__REQUIRED WORK__
Copy out, from the data below, each line in which the word "order" occurs.

Top of INFORMATION

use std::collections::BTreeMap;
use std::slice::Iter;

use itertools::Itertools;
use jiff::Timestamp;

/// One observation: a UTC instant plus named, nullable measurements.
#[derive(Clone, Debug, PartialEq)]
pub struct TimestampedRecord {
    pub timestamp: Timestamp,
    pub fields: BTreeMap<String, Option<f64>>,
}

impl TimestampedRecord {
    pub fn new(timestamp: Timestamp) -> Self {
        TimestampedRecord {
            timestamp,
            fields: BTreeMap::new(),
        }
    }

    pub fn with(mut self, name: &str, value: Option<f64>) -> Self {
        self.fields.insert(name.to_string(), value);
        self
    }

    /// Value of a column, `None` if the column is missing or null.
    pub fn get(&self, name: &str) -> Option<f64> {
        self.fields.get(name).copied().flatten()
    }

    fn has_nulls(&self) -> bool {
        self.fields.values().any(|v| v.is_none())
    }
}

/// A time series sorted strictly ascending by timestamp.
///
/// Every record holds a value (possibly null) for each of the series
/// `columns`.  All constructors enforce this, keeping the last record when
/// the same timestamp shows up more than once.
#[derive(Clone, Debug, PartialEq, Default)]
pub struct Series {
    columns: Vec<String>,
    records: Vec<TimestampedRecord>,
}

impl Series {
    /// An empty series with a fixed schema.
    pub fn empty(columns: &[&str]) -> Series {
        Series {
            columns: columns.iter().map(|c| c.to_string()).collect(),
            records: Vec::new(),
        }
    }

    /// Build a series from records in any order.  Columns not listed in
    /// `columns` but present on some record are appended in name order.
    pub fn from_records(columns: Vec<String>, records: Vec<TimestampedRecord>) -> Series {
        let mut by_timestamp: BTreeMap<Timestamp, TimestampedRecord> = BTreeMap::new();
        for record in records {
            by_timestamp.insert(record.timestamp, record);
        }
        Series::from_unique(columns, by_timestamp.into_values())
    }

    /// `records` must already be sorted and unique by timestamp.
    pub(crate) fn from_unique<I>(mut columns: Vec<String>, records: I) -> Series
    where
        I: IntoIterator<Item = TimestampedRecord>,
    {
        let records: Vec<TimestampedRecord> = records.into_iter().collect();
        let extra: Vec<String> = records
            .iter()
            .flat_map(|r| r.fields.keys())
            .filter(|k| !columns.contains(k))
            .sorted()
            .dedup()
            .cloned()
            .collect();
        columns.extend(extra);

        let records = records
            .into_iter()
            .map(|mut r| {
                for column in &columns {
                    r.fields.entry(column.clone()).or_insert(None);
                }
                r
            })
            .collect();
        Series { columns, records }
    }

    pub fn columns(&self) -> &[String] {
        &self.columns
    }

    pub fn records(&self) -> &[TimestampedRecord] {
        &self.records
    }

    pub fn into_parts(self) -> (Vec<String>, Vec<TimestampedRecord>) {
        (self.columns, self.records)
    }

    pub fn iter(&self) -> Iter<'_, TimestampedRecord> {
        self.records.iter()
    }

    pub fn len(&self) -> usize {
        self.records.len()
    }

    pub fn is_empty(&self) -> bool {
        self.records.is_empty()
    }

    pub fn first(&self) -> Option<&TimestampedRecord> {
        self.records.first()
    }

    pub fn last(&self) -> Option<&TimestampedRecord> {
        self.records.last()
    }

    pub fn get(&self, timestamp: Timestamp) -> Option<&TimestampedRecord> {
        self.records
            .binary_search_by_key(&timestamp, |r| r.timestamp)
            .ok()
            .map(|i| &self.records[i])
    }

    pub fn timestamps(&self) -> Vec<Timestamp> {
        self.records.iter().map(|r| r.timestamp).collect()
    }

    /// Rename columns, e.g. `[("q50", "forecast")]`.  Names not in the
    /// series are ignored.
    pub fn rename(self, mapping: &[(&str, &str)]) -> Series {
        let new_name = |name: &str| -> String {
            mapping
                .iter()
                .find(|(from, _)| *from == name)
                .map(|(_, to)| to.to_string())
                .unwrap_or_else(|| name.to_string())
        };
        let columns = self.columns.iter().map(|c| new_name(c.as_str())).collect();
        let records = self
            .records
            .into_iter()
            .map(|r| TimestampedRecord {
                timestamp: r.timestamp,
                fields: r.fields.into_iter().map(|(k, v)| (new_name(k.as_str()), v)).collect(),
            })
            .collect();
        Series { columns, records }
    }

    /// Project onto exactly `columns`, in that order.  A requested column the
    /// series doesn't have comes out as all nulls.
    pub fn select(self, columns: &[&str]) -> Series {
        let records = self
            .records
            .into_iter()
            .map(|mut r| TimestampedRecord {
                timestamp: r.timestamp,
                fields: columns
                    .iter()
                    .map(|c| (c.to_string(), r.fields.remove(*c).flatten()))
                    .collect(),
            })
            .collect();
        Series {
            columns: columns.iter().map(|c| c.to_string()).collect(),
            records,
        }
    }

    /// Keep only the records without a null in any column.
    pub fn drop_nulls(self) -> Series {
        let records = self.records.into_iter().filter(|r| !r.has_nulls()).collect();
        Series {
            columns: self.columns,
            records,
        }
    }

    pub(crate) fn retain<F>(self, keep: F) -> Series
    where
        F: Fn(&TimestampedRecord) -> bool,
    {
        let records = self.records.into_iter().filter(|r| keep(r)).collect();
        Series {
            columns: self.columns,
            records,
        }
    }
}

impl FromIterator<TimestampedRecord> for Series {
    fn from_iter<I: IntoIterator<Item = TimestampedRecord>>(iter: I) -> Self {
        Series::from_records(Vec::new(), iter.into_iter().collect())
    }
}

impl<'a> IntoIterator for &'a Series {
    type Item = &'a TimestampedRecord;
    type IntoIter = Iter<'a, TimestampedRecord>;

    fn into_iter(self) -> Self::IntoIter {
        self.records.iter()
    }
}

Bottom of INFORMATION

__WRITTEN RESPONSE__
    /// Build a series from records in any order.  Columns not listed in
    /// `columns` but present on some record are appended in name order.
    /// Project onto exactly `columns`, in that order.  A requested column the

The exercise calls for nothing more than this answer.